The beta-carotene in carrots is able to perform a double duty. It has the ability to convert to vitamin A in your body and that’s one good reason it helps improve your night vision. Vitamin A also helps your vision by forming a biological pigment called rhodopsin, your eye needs in order to see in low light.

Rhodopsin is located in the light-sensitive area of your retina. The more vitamin A you get, the more rhodopsin your body is able to produce. If you find it difficult driving your car after dark, there’s a good possibility you could be suffering from night-blindness due to a low-level of vitamin A.

It’s not only beta-carotene that gives carrots their protective edge. They contain another antioxidant called alpha-carotene that also has the ability to help in the fight against lung cancer.

Cocktail of Carrots

Carrots-4

Getting the most out of your Carrots

While I’m going on about the health benefits of carrots, you might want to add a small amount of fat with your carrots, because the beta-carotene in carrots needs fat to make the journey through your intestinal wall and into your body. When I talk about fat. I’m not talking about any old fat, especially the bad trans fats that come from meat and dairy products. I’m talking about monounsaturated fats, the good cholesterol type you find in seeds, nuts and avocado. So the next time you serve raw carrot sticks, why not accompany them with a delicious avocado dip, because avocado is a good fat source.

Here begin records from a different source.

// File: crates/ticktick-core/build.rs
// Summary: Build script to link required Windows system libraries for Skia.

fn main() {
    #[cfg(target_os = "windows")]
    {
        // Needed for RegOpenKeyExW, RegQueryInfoKeyW, etc.
        println!("cargo:rustc-link-lib=advapi32");
    }
}
// File: crates/ticktick-core/tests/cache.rs
// Purpose: Explicit memoization keyed by ticker + date range; errors pass through uncached.

use std::cell::Cell;

use chrono::NaiveDate;
use ticktick_core::{CachedProvider, CompanyInfo, DateRange, MarketData, MarketDataError, PriceSeries, Ticker};

#[derive(Default)]
struct Counting {
    history_calls: Cell<usize>,
    info_calls: Cell<usize>,
}

impl MarketData for Counting {
    fn name(&self) -> &'static str { "counting" }

    fn history(&self, ticker: &Ticker, range: DateRange) -> Result<PriceSeries, MarketDataError> {
        self.history_calls.set(self.history_calls.get() + 1);
        if ticker.as_str() == "FAIL" {
            return Err(MarketDataError::UnknownTicker(ticker.to_string()));
        }
        let start = NaiveDate::from_ymd_opt(2024, 1, 1).unwrap();
        Ok(PriceSeries::from_closes(start, &[1.0, 2.0, 3.0]).restrict(range))
    }

    fn info(&self, _ticker: &Ticker) -> Result<CompanyInfo, MarketDataError> {
        self.info_calls.set(self.info_calls.get() + 1);
        Ok(CompanyInfo { short_name: Some("Cached".into()), ..CompanyInfo::default() })
    }
}

#[test]
fn repeats_hit_the_cache() {
    let cached = CachedProvider::new(Counting::default());
    let t = Ticker::parse("AAPL").unwrap();

    let a = cached.history(&t, DateRange::Max).unwrap();
    let b = cached.history(&t, DateRange::Max).unwrap();
    assert_eq!(a, b);
    assert_eq!(cached.inner().history_calls.get(), 1);

    cached.info(&t).unwrap();
    cached.info(&t).unwrap();
    assert_eq!(cached.inner().info_calls.get(), 1);
    assert_eq!(cached.cached_counts(), (1, 1));
}

#[test]
fn range_is_part_of_the_key() {
    let cached = CachedProvider::new(Counting::default());
    let t = Ticker::parse("AAPL").unwrap();
    let from = NaiveDate::from_ymd_opt(2024, 1, 2);

    assert_eq!(cached.history(&t, DateRange::Max).unwrap().len(), 3);
    assert_eq!(cached.history(&t, DateRange::between(from, None)).unwrap().len(), 2);
    assert_eq!(cached.inner().history_calls.get(), 2);
}

#[test]
fn errors_are_not_cached() {
    let cached = CachedProvider::new(Counting::default());
    let t = Ticker::parse("FAIL").unwrap();
    assert!(cached.history(&t, DateRange::Max).is_err());
    assert!(cached.history(&t, DateRange::Max).is_err());
    assert_eq!(cached.inner().history_calls.get(), 2);
    assert_eq!(cached.cached_counts(), (0, 0));
}

#[test]
fn invalidate_and_clear() {
    let cached = CachedProvider::new(Counting::default());
    let a = Ticker::parse("AAA").unwrap();
    let b = Ticker::parse("BBB").unwrap();
    cached.history(&a, DateRange::Max).unwrap();
    cached.history(&b, DateRange::Max).unwrap();
    cached.info(&a).unwrap();

    cached.invalidate(&a);
    assert_eq!(cached.cached_counts(), (1, 0));
    cached.history(&a, DateRange::Max).unwrap();
    assert_eq!(cached.inner().history_calls.get(), 3);

    cached.clear();
    assert_eq!(cached.cached_counts(), (0, 0));
}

And while there are foods more nutritious raw than they are cooked, carrots do benefit from a little cooking. The reason is that carrots have a lot of dietary fibre, which traps the beta-carotene. Cooking carrots help release beta-carotene from the fibre cells, making it easier for your body to absorb.

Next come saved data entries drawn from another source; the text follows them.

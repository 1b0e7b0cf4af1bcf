use chrono::NaiveDate;
use criterion::{black_box, criterion_group, criterion_main, BatchSize, BenchmarkId, Criterion};
use ticktick_core::{enrich, lttb, PriceSeries};

fn gen_series(n: usize) -> PriceSeries {
    let closes: Vec<f64> = (0..n)
        .map(|i| 100.0 + (i as f64 * 0.01).sin() * 10.0 + (i as f64 * 0.0001))
        .collect();
    PriceSeries::from_closes(NaiveDate::from_ymd_opt(1980, 1, 1).unwrap(), &closes)
}

fn bench_enrich(c: &mut Criterion) {
    let mut group = c.benchmark_group("enrich");
    for &n in &[2_500usize, 10_000usize] {
        let series = gen_series(n);
        for &window in &[20usize, 100usize, 200usize] {
            group.bench_with_input(BenchmarkId::from_parameter(format!("n{n}_w{window}")), &window, |b, &w| {
                b.iter(|| black_box(enrich(&series, w).unwrap()));
            });
        }
    }
    group.finish();
}

fn bench_lttb(c: &mut Criterion) {
    let mut group = c.benchmark_group("lttb");
    let data: Vec<(f64, f64)> = gen_series(10_000)
        .points()
        .iter()
        .enumerate()
        .map(|(i, p)| (i as f64, p.close))
        .collect();
    for &target in &[500usize, 1_500usize] {
        group.bench_with_input(BenchmarkId::from_parameter(format!("t{target}")), &target, |b, &t| {
            b.iter_batched(
                || data.clone(),
                |d| { let _ = black_box(lttb(&d, t)); },
                BatchSize::SmallInput,
            );
        });
    }
    group.finish();
}

criterion_group!(benches, bench_enrich, bench_lttb);
criterion_main!(benches);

The only downside with cooking carrots is that some of the nutrients escape into the water. But don’t despair, because there’s a simple solution to that problem. Instead of pouring the carrot water down the drain, you can reuse the water in a vegetable soup or a sauce.

A great way to release more of the beta-carotene from carrots is to make a carrot cocktail. When you process carrots in a blender, it breaks down the fibres, allowing the beta-carotene to get out. And for something a lot smoother, but minus the fibre, you can also make some amazing carrot juice blends with other vegetables or fruit. Carrot juice with pineapple and fresh ginger is also a great way to go.

Carrot Cocktail

Carrot-Juice-1

The Goodness of Carrots

While larger whole carrots are often too tough for munching raw without having to strain your jaw every time you want to enjoy the goodness that these root vegetables provide, you may want to consider purchasing some baby carrots, because baby carrots are much more succulent and tender.

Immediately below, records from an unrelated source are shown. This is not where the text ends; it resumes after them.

// File: crates/ticktick-core/src/lib.rs
// Summary: Core library entry point; exports series enrichment, market data, metrics, charting and reports.

pub mod enrich;
pub mod error;
pub mod quote;
pub mod metrics;
pub mod provider;
pub mod cache;
pub mod dashboard;
pub mod report;
pub mod chart;
pub mod series;
pub mod axis;
pub mod grid;
pub mod types;
pub mod geometry;
pub mod scale;
pub mod view;
pub mod theme;
pub mod downsample;

pub use enrich::{enrich, EnrichedPoint, DEFAULT_WINDOW};
pub use error::{DashboardError, EnrichError, MarketDataError};
pub use quote::{CompanyInfo, DateRange, PricePoint, PriceSeries, Ticker};
pub use metrics::{summary_metrics, Metric};
pub use provider::{FileProvider, MarketData};
#[cfg(feature = "yahoo")]
pub use provider::YahooProvider;
pub use cache::CachedProvider;
pub use dashboard::{Dashboard, DashboardView};
pub use report::{render_report, ReportInput};
pub use chart::{Chart, RenderOptions};
pub use series::{Series, SeriesRole};
pub use axis::Axis;
pub use view::ViewState;
pub use theme::Theme;
pub use downsample::lttb;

Did you can know that carrots also come in an array of colours other than the orange ones we see so often in grocery stores. You might not see them at every store or farmers market you visit, but if you do, try some of the funky bright yellow, deep purple or dark red carrots. What the heck, you can even get black carrots too. These strains of carrots have more nutrients than your standard orange variety.

 Baby Carrots

Baby-Carrots

Carrot and Cabbage Coleslaw with Lime Dressing

Ingredients

  • 4 Large or 6 Medium Carrots
  • 6 Tablespoons of Low-Fat or Greek Yoghurt
  • 2 Tablespoons of Fresh Lime Juice
  • 2 Tablespoons of Honey
  • 1/8 Teaspoon of Himalayan Pink Salt (Recommended)

Preparation

Shred the carrots and cabbage and place them in a medium-size bowl. Then in a smaller bowl, whisk together the yoghurt, lime juice, honey and salt. Pour the mixture over the carrot and cabbage. It’s that simple. If you like, you could sprinkle a few raisins into the coleslaw to add a little extra colour.